→ Goal of the exercise:
Search the listing for "QueryExecutor" and copy every line where it appears.

→ Supplied records:
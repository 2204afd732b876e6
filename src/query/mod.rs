//! glucolens Query Engine
//!
//! Answers windowed queries over the record store:
//!
//! - **Spec**: Caller-facing query shape and its canonical form
//! - **Window**: `current`/`next`/`prev` endpoint windows
//! - **Normalize**: `normalTime` and the display fields derived from it
//! - **Sort**: Stable sort and field projection
//! - **Executor**: Runs queries against the store
//!
//! # Query Shape
//!
//! ```text
//! { endpoints?: [isoStart, isoEnd], activeDays?: [0..6],
//!   types?: [{type, select?, sort?}] | {type: {select?, sort?}},
//!   timePrefs?: {timezoneAware?, timezoneName?},
//!   bgPrefs?: {bgUnits?, bgBounds?} }
//! ```
//!
//! # Examples
//!
//! ## Using Query Builder
//!
//! ```rust
//! use glucolens::query::{QueryExecutor, QuerySpec};
//! use serde_json::json;
//!
//! let executor = QueryExecutor::new(vec![json!({
//!     "id": "a", "type": "cbg", "time": "2023-01-01T12:00:00.000Z", "value": 120
//! })]);
//!
//! let spec = QuerySpec::builder()
//!     .endpoints("2023-01-01T00:00:00.000Z", "2023-01-02T00:00:00.000Z")
//!     .select("cbg", "value")
//!     .build();
//!
//! let result = executor.query_data(&spec).unwrap();
//! let current = result.data.current.unwrap();
//! assert_eq!(current.records("cbg")[0]["value"], json!(120));
//! ```
//!
//! ## Using JSON
//!
//! ```rust,ignore
//! let result = executor.query_json(r#"{
//!     "endpoints": ["2023-01-01T00:00:00.000Z", "2023-01-15T00:00:00.000Z"],
//!     "activeDays": [1, 2, 3, 4, 5],
//!     "types": { "smbg": { "select": "value,normalTime", "sort": "normalTime,desc" } },
//!     "timePrefs": { "timezoneAware": true, "timezoneName": "America/New_York" }
//! }"#)?;
//! ```

mod error;
mod executor;
mod normalize;
mod sort;
mod spec;
mod window;

pub use error::{QueryError, QueryResult};
pub use executor::{QueryData, QueryDefaults, QueryExecutor, QueryResponse, WindowData};
pub use normalize::{ms_per_24, normalize, NormalizedRecord, TimeMode, TIME_MISMATCH_WARNING};
pub use sort::{apply_sort, project, sort_by, sort_by_normal_time, FieldSource, SortKey};
pub use spec::{
    BgBounds, BgPrefs, FieldSelection, FieldsInput, QueryBuilder, QuerySpec, SortInput, SortOrder,
    SortSpec, TimePrefs, TypeEntry, TypeOptions, TypeQuery, TypesInput, MGDL_UNITS, MMOLL_UNITS,
};
pub use window::{
    active_days_in_range, compute_windows, days_in_range, windows_for, EndpointWindow,
    WindowName, Windows,
};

→ Completed exercise:
//! use glucolens::query::{QueryExecutor, QuerySpec};
//! let executor = QueryExecutor::new(vec![json!({
pub use executor::{QueryData, QueryDefaults, QueryExecutor, QueryResponse, WindowData};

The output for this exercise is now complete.